Etiemble quiere proyectar a China en Occidente, a través de la oposición confucionismotaoísmo. Así, el siglo XVIII fue el siglo de Confucio, en esta aproximación Oriente-Occidente, mientras que el siglo XX será el siglo de Lao-Tse. Aristocrático y elitista, el primero, popular y «premarxista», el segundo, según una polémica que florece, con más o menos virulencia a partir de 1950 y que la revolución cultural china parece haber hecho suya, con cierta violencia. Hasta el punto que el libro de Jean Grenier El mito de Tao fue definido «como el libro más importante del 1956». Fue la misma época en la cual Etiemble se proponía escribir un libro sobre La China comunista ante su herencia cultural, concebido en plena vigencia maoísta de la doctrina de las «cien escuelas» y las «cien flores». Epoca en la cual la China de Mao consideraba la filosofía «aristocrática» de Confucio como encarnación «del espíritu científico» en la tradición cultural china, y a su autor, como un gran «educador del pueblo chino». Luego, en China, ha habido varios cambios formales y tácticos y los libros sobre China en el mundo se han multiplicado. Desde la China entendida como un «milagro» de Roger Massip, hasta la China realista de Chu En-lai, admirablemente evocada por Cyrus Sulzberger, a través de su famosa entrevista con el famoso dirigente chino. La definición en profundidad de la estructura del comunismo chino antiburgués, antirreligioso, ético y pragmatista por excelencia, que nos ofrecía Ugo Spirito en su fenomenología del comunismo, sigue siendo una de las más actuales y permanentes.

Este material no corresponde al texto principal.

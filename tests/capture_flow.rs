//! Frame-by-frame flow through the exchange store, the way the capture layer
//! actually delivers streamed responses: many small base64 fragments per
//! exchange, split without regard for event boundaries.

use base64::engine::general_purpose::STANDARD as BASE64;
use base64::Engine as _;
use wirelens_rs::capture::{FrameEvent, Header};
use wirelens_rs::collector::ExchangeStore;
use wirelens_rs::render::{RenderDirective, RenderLimits};
use wirelens_rs::rules::ProviderRules;

fn frame(id: &str, content_type: Option<&str>, body: &[u8]) -> FrameEvent {
    FrameEvent {
        exchange_id: id.to_string(),
        content_type: content_type.map(str::to_string),
        headers: Vec::new(),
        body_base64: Some(BASE64.encode(body)),
    }
}

#[test]
fn streamed_sse_split_mid_event_across_frames() {
    let store = ExchangeStore::new(16);
    let full = "data: {\"choices\":[{\"delta\":{\"content\":\"Hello\"}}]}\n\ndata: {\"choices\":[{\"delta\":{\"content\":\" world\"}}]}\n\ndata: [DONE]\n\n";

    // Split at an arbitrary byte boundary, mid-event.
    let (a, b) = full.split_at(37);
    store.push_frame(&frame("ex-1", Some("text/event-stream"), a.as_bytes()));
    store.push_frame(&frame("ex-1", None, b.as_bytes()));

    let inspection = store.inspect("ex-1", &RenderLimits::default()).unwrap();
    assert_eq!(inspection.message.content, "Hello world");
    assert!(matches!(
        inspection.render,
        RenderDirective::EventList { .. }
    ));
}

#[test]
fn every_new_frame_allows_reinspection() {
    let store = ExchangeStore::new(16);
    let limits = RenderLimits::default();

    store.push_frame(&frame(
        "ex-1",
        Some("text/event-stream"),
        b"data: {\"choices\":[{\"delta\":{\"content\":\"a\"}}]}\n\n",
    ));
    let first = store.inspect("ex-1", &limits).unwrap();
    assert_eq!(first.message.content, "a");

    store.push_frame(&frame(
        "ex-1",
        None,
        b"data: {\"choices\":[{\"delta\":{\"content\":\"b\"}}]}\n\n",
    ));
    let second = store.inspect("ex-1", &limits).unwrap();
    assert_eq!(second.message.content, "ab");

    // The earlier result is simply superseded; nothing mutated in place.
    assert_eq!(first.message.content, "a");
}

#[test]
fn provider_detection_over_accumulated_text() {
    let store = ExchangeStore::new(16);
    let rules = ProviderRules::load(None);

    store.push_frame(&frame(
        "openai-ish",
        Some("text/event-stream"),
        b"data: {\"choices\":[{\"delta\":{\"content\":\"hi\"}}]}\n\n",
    ));
    store.push_frame(&frame(
        "ollama-ish",
        Some("application/x-ndjson"),
        b"{\"message\":{\"role\":\"assistant\",\"content\":\"hi\"}}\n",
    ));

    let openai = store.snapshot("openai-ish").unwrap();
    assert_eq!(
        rules.match_exchange(&openai.headers, &openai.text).as_deref(),
        Some("openai_compatible")
    );

    let ollama = store.snapshot("ollama-ish").unwrap();
    assert_eq!(
        rules.match_exchange(&ollama.headers, &ollama.text).as_deref(),
        Some("ollama")
    );
}

#[test]
fn headers_accumulate_and_hint_ndjson() {
    let store = ExchangeStore::new(16);
    let mut event = frame("ex-1", None, b"{\"a\":1}\n{\"b\":2}\n");
    event.headers.push(Header {
        name: "content-type".to_string(),
        value: "application/x-ndjson; charset=utf-8".to_string(),
    });
    store.push_frame(&event);

    let snapshot = store.snapshot("ex-1").unwrap();
    assert!(snapshot.ndjson_hint);
    assert_eq!(snapshot.headers.len(), 1);

    let inspection = store.inspect("ex-1", &RenderLimits::default()).unwrap();
    assert!(matches!(
        inspection.render,
        RenderDirective::EventList { .. }
    ));
}

#[test]
fn retention_cap_bounds_store_growth() {
    let store = ExchangeStore::new(4);
    for i in 0..20 {
        store.push_frame(&frame(&format!("ex-{i}"), None, b"x"));
    }
    assert_eq!(store.len(), 4);
    assert_eq!(
        store.ids(),
        vec!["ex-16", "ex-17", "ex-18", "ex-19"]
            .into_iter()
            .map(str::to_string)
            .collect::<Vec<_>>()
    );
}

#[test]
fn frames_without_bodies_only_carry_metadata() {
    let store = ExchangeStore::new(16);
    store.push_frame(&FrameEvent {
        exchange_id: "ex-1".to_string(),
        content_type: Some("application/json".to_string()),
        headers: Vec::new(),
        body_base64: None,
    });
    let snapshot = store.snapshot("ex-1").unwrap();
    assert!(snapshot.text.is_empty());
    assert_eq!(snapshot.content_type.as_deref(), Some("application/json"));
}
use std::path::Path;

use serde::{Deserialize, Serialize};

use crate::render::RenderLimits;

/// Error type for configuration loading and validation.
#[derive(Debug, thiserror::Error)]
pub enum ConfigError {
    #[error("Failed to read config file: {0}")]
    Io(#[from] std::io::Error),
    #[error("Failed to parse YAML: {0}")]
    Yaml(#[from] serde_yaml::Error),
    #[error("Config validation error: {0}")]
    Validation(String),
}

/// Render degradation thresholds.
#[derive(Debug, Clone, Serialize, Deserialize)]
pub struct LimitsConfig {
    #[serde(default = "default_heavy_viewer_chars")]
    pub heavy_viewer_chars: usize,
    #[serde(default = "default_max_sse_events")]
    pub max_sse_events: usize,
    #[serde(default = "default_max_ndjson_lines")]
    pub max_ndjson_lines: usize,
    #[serde(default = "default_language_vote_prefix")]
    pub language_vote_prefix: usize,
}

fn default_heavy_viewer_chars() -> usize {
    50_000
}
fn default_max_sse_events() -> usize {
    80
}
fn default_max_ndjson_lines() -> usize {
    200
}
fn default_language_vote_prefix() -> usize {
    200
}

impl Default for LimitsConfig {
    fn default() -> Self {
        Self {
            heavy_viewer_chars: default_heavy_viewer_chars(),
            max_sse_events: default_max_sse_events(),
            max_ndjson_lines: default_max_ndjson_lines(),
            language_vote_prefix: default_language_vote_prefix(),
        }
    }
}

impl From<&LimitsConfig> for RenderLimits {
    fn from(config: &LimitsConfig) -> Self {
        Self {
            heavy_viewer_chars: config.heavy_viewer_chars,
            max_sse_events: config.max_sse_events,
            max_ndjson_lines: config.max_ndjson_lines,
            language_vote_prefix: config.language_vote_prefix,
        }
    }
}

/// Collector settings.
#[derive(Debug, Clone, Serialize, Deserialize)]
pub struct CollectorConfig {
    /// Exchanges retained before the oldest are evicted.
    #[serde(default = "default_retention")]
    pub retention: usize,
}

fn default_retention() -> usize {
    1024
}

impl Default for CollectorConfig {
    fn default() -> Self {
        Self {
            retention: default_retention(),
        }
    }
}

/// Top-level configuration for the inspection tool.
#[derive(Debug, Clone, Serialize, Deserialize)]
pub struct LensConfig {
    #[serde(default = "default_log_level")]
    pub log_level: String,
    #[serde(default)]
    pub limits: LimitsConfig,
    #[serde(default)]
    pub collector: CollectorConfig,
    /// Optional path to a provider-rules JSON file overriding the built-ins.
    #[serde(default)]
    pub rules_path: Option<String>,
}

fn default_log_level() -> String {
    "INFO".to_string()
}

impl Default for LensConfig {
    fn default() -> Self {
        Self {
            log_level: default_log_level(),
            limits: LimitsConfig::default(),
            collector: CollectorConfig::default(),
            rules_path: None,
        }
    }
}

/// Load configuration from a YAML file.
///
/// A missing file yields the defaults — the inspector must run with zero
/// setup. Present-but-broken files are an error: silently ignoring a config
/// the user wrote is worse than refusing to start.
pub fn load_config(path: &str) -> Result<LensConfig, ConfigError> {
    if !Path::new(path).exists() {
        return Ok(LensConfig::default());
    }
    let contents = std::fs::read_to_string(path)?;
    let config: LensConfig = serde_yaml::from_str(&contents)?;
    validate_config(&config)?;
    Ok(config)
}

fn validate_config(config: &LensConfig) -> Result<(), ConfigError> {
    if config.limits.heavy_viewer_chars == 0 {
        return Err(ConfigError::Validation(
            "limits.heavy_viewer_chars must be greater than zero".to_string(),
        ));
    }
    if config.limits.max_sse_events == 0 || config.limits.max_ndjson_lines == 0 {
        return Err(ConfigError::Validation(
            "event-count limits must be greater than zero".to_string(),
        ));
    }
    if config.collector.retention == 0 {
        return Err(ConfigError::Validation(
            "collector.retention must be greater than zero".to_string(),
        ));
    }
    Ok(())
}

Un mundo complejo este de China, que a Europa le está cerca y le es necesario. Su complejidad, su fascinación, su proximidad, que surge de su propia fascinante lejanía, descansa en su universo poético sin par. Este universo poético lo descubrió Ezra Pound a principios del siglo I de los grandes poetas de Occidente. Sus traducciones de la lírica china, sus escritos sobre la capacidad expresiva de la escritura y la lengua china, no han sido superados por nadie. Mientras tanto, Keyserling había puesto de manifiesto la espiritualidad, la evasión de la ley de gravedad, del arte chino. La cosa ha llegado a complicarse por algo incomprensible para el espíritu realista occidental, para el cursus mismo de la política y la mentalidad política de Occidente y, sobre todo, de Europa. La poesía de Mao. El revolucionario implacable y cruel, el gran timonel idolatrado como los viejos emperadores, que celebra así a sus Inmortales: «Yo he perdido el álamo bello y tú el sauce. / Hacia el cielo de los cielos ambos, álamo y sauce, se elevan. / ¿Con qué cosa los honra Can? / Los honra con vino de albaricoque / la diosa solitaria que está en la luna mueve sus anchas mangas. / Danzando en la gloria de estas maravillosas almas de mártires. / Pero he aquí que en la tierra llega la noticia de que el tigre ha sido derribado. / Y ellos, de alegría estallan en lágrimas de lluvia arrebatadora.»
China está cerca. China necesaria, que decía el rumano Paul Anghel. Lo mismo había dicho en su hora postrera, como una premonición, Chu En-lai. Pero aún debemos preguntarnos si «la necesidad» china no es una ilusión. El poder político sigue centrado en el realismo ruso, que está lejos de ser puente entre China y Europa, como preconizara Leibniz. El poder industrial y tecnológico sigue siendo americano. Son las dos revoluciones. Y tras ellas está el espíritu de Yalta. ¿Quién será capaz de enterrar el espíritu de Yalta? ¿Lo sería Europa, una Europa que busca acaso el fuego de su supervivencia en las cenizas revueltas de la disuasión?